Question

Prove:

$\left[\frac{1+{\tan }^2\theta }{1+{\cot }^2\theta }\right]={\left[\frac{1-\tan \theta }{1-\cot \theta }\right]}^2={\tan }^2\theta$

Answer 1

Lets evaluate, $\left[\frac{1+{\tan }^2\theta }{1+{\cot }^2\theta }\right]$

$=\left(\frac{1+{\tan }^2\theta }{1+\left(\frac{1}{{\tan }^2\theta }\right)}\right)$ [$\because \cot \theta =\frac{1}{\tan \theta }$]

$=\frac{(1+{\tan }^2\theta ){\tan }^2\theta }{({\tan }^2\theta +1)})$

$={\tan }^2\theta$

$\Rightarrow \frac{1+{\tan }^2\theta }{1+{\cot }^2\theta }={\tan }^2\theta$ ---(1)

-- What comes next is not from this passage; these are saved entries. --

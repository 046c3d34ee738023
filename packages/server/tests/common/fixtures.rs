//! Test fixtures for creating test data.

use insight_core::domains::articles::{Article, ArticleStatus, ArticleStore, NewArticle};
use insight_core::domains::sources::{DataSource, DataSourceType};

/// A unit-ish vector pointing mostly along `axis`.
pub fn axis_vector(dims: usize, axis: usize, tilt: f32) -> Vec<f32> {
    (0..dims)
        .map(|i| {
            if i == axis {
                1.0
            } else if i == (axis + 1) % dims {
                tilt
            } else {
                0.0
            }
        })
        .collect()
}

/// Create a published article, optionally with an embedding.
pub async fn seed_article(
    store: &dyn ArticleStore,
    title: &str,
    embedding: Option<Vec<f32>>,
) -> Article {
    let article = store
        .create(
            NewArticle::builder()
                .title(title)
                .content(format!("{} body", title))
                .status(ArticleStatus::Published)
                .build(),
        )
        .await
        .expect("create article");

    if let Some(embedding) = embedding {
        assert!(store
            .update_embedding(article.id, &embedding)
            .await
            .expect("store embedding"));
    }

    store
        .get_by_id(article.id)
        .await
        .expect("reload article")
        .expect("article exists")
}

pub fn rss_source(name: &str, url: &str) -> DataSource {
    DataSource::builder()
        .name(name)
        .source_type(DataSourceType::Rss)
        .url(url)
        .build()
}

pub fn crawl_source(name: &str, url: &str) -> DataSource {
    DataSource::builder()
        .name(name)
        .source_type(DataSourceType::Crawl)
        .url(url)
        .build()
}
use tracing::{info, instrument};

use super::parse_article_id;
use crate::kernel::jobs::{ClassifyPayload, HandlerOutcome, JobError};
use crate::kernel::WorkerDeps;

/// Assign a category and tags to an article.
///
/// Overwrites any previous classification, so re-running is safe.
#[instrument(skip(payload, deps), fields(article_id = %payload.article_id))]
pub async fn classify_article(
    payload: &ClassifyPayload,
    deps: &WorkerDeps,
) -> Result<HandlerOutcome, JobError> {
    let id = parse_article_id(&payload.article_id)?;

    let article = deps
        .articles
        .get_by_id(id)
        .await?
        .ok_or_else(|| JobError::NotFound {
            entity: "article",
            id: id.to_string(),
        })?;

    let categories = deps.articles.list_categories().await?;

    let classification = deps
        .classifier
        .classify(&article.title, &article.content, &categories)
        .await
        .map_err(|e| JobError::Classification {
            article_id: id.to_string(),
            reason: format!("{:#}", e),
        })?;

    let updated = deps
        .articles
        .update_classification(id, classification.category_id, &classification.tags)
        .await?;
    if !updated {
        return Err(JobError::NotFound {
            entity: "article",
            id: id.to_string(),
        });
    }

    info!(
        category_id = ?classification.category_id,
        tags = classification.tags.len(),
        "article classified"
    );

    Ok(HandlerOutcome::done())
}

Now, lets evaluate, ${\left[\frac{1-\tan \theta }{1-\cot \theta }\right]}^2$

$={\left[\frac{1-\tan \theta }{1-\frac{1}{\tan \theta }}\right]}^2$

$={\left[\frac{1-\tan \theta }{\frac{\tan \theta -1}{\tan \theta }}\right]}^2$

$={\left[\right(1-\tan \theta )\times \frac{\tan \theta }{\tan \theta -1}]}^2$

$=[-\tan \theta {]}^2$

$={\tan }^2\theta$

$\Rightarrow {\left[\frac{1-\tan \theta }{1-\cot \theta }\right]}^2={\tan }^2\theta$ ---(2)

From (1) and (2),

$\left[\frac{1+{\tan }^2\theta }{1+{\cot }^2\theta }\right]={\left[\frac{1-\tan \theta }{1-\cot \theta }\right]}^2={\tan }^2\theta$

Hence, proved.